Material to process:
::::::
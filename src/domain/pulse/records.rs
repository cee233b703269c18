// ============================================================
// FLAT RECORDS
// ============================================================
// One row type per dataset. Field order is the column order.

use serde::Serialize;

use super::{DatasetKind, Level};

/// Floats always render positionally, never in exponent form
mod plain_decimal {
    use serde::Serializer;

    pub fn serialize<S: Serializer>(value: &Option<f64>, serializer: S) -> Result<S::Ok, S::Error> {
        match value {
            Some(v) => serializer.serialize_str(&format(*v)),
            None => serializer.serialize_none(),
        }
    }

    /// Shortest round-trip digits; whole numbers keep a trailing `.0`
    pub fn format(value: f64) -> String {
        let text = value.to_string();
        if value.is_finite() && !text.contains('.') {
            format!("{}.0", text)
        } else {
            text
        }
    }
}

#[derive(Debug, Clone, PartialEq, Serialize)]
pub struct AggregatedTransactionRow {
    pub year: i32,
    pub quarter: u32,
    /// Payment category name, e.g. "Recharge & bill payments"
    pub category: Option<String>,
    /// Type of the first payment instrument
    #[serde(rename = "type")]
    pub instrument_type: Option<String>,
    pub count: Option<i64>,
    #[serde(serialize_with = "plain_decimal::serialize")]
    pub amount: Option<f64>,
}

/// Device brand row. `registered_users` and `app_opens` are the document
/// totals repeated on every brand row.
#[derive(Debug, Clone, PartialEq, Serialize)]
pub struct AggregatedUserRow {
    pub year: i32,
    pub quarter: u32,
    pub brand: Option<String>,
    pub count: Option<i64>,
    #[serde(serialize_with = "plain_decimal::serialize")]
    pub percentage: Option<f64>,
    pub registered_users: Option<i64>,
    pub app_opens: Option<i64>,
}

#[derive(Debug, Clone, PartialEq, Serialize)]
pub struct AggregatedInsuranceRow {
    pub year: i32,
    pub quarter: u32,
    pub name: Option<String>,
    pub count: Option<i64>,
    #[serde(serialize_with = "plain_decimal::serialize")]
    pub amount: Option<f64>,
}

/// Shared by map/transaction and map/insurance
#[derive(Debug, Clone, PartialEq, Serialize)]
pub struct MapMetricRow {
    pub year: i32,
    pub quarter: u32,
    pub state: Option<String>,
    pub count: Option<i64>,
    #[serde(serialize_with = "plain_decimal::serialize")]
    pub amount: Option<f64>,
}

#[derive(Debug, Clone, PartialEq, Serialize)]
pub struct MapUserRow {
    pub year: i32,
    pub quarter: u32,
    pub state: Option<String>,
    pub registered_users: Option<i64>,
    pub app_opens: Option<i64>,
}

/// Shared by top/transaction and top/insurance
#[derive(Debug, Clone, PartialEq, Serialize)]
pub struct TopMetricRow {
    pub year: i32,
    pub quarter: u32,
    pub level: Level,
    pub entity: Option<String>,
    pub count: Option<i64>,
    #[serde(serialize_with = "plain_decimal::serialize")]
    pub amount: Option<f64>,
}

#[derive(Debug, Clone, PartialEq, Serialize)]
pub struct TopUserRow {
    pub year: i32,
    pub quarter: u32,
    pub level: Level,
    pub entity: Option<String>,
    pub registered_users: Option<i64>,
}

/// A single extracted row tagged with the dataset it belongs to
#[derive(Debug, Clone, PartialEq)]
pub enum FlatRecord {
    AggregatedTransaction(AggregatedTransactionRow),
    AggregatedUser(AggregatedUserRow),
    AggregatedInsurance(AggregatedInsuranceRow),
    MapTransaction(MapMetricRow),
    MapUser(MapUserRow),
    MapInsurance(MapMetricRow),
    TopTransaction(TopMetricRow),
    TopUser(TopUserRow),
    TopInsurance(TopMetricRow),
}

impl FlatRecord {
    pub fn dataset(&self) -> DatasetKind {
        match self {
            FlatRecord::AggregatedTransaction(_) => DatasetKind::AggregatedTransaction,
            FlatRecord::AggregatedUser(_) => DatasetKind::AggregatedUser,
            FlatRecord::AggregatedInsurance(_) => DatasetKind::AggregatedInsurance,
            FlatRecord::MapTransaction(_) => DatasetKind::MapTransaction,
            FlatRecord::MapUser(_) => DatasetKind::MapUser,
            FlatRecord::MapInsurance(_) => DatasetKind::MapInsurance,
            FlatRecord::TopTransaction(_) => DatasetKind::TopTransaction,
            FlatRecord::TopUser(_) => DatasetKind::TopUser,
            FlatRecord::TopInsurance(_) => DatasetKind::TopInsurance,
        }
    }
}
::::::
Task brief: Only the lines above from the line containing "#[derive(Debug, Clone, PartialEq)]" through the line containing "pub fn dataset(&self)" should be retyped, exactly and with both ends included.

Exercise solution:
#[derive(Debug, Clone, PartialEq)]
pub enum FlatRecord {
    AggregatedTransaction(AggregatedTransactionRow),
    AggregatedUser(AggregatedUserRow),
    AggregatedInsurance(AggregatedInsuranceRow),
    MapTransaction(MapMetricRow),
    MapUser(MapUserRow),
    MapInsurance(MapMetricRow),
    TopTransaction(TopMetricRow),
    TopUser(TopUserRow),
    TopInsurance(TopMetricRow),
}

impl FlatRecord {
    pub fn dataset(&self) -> DatasetKind {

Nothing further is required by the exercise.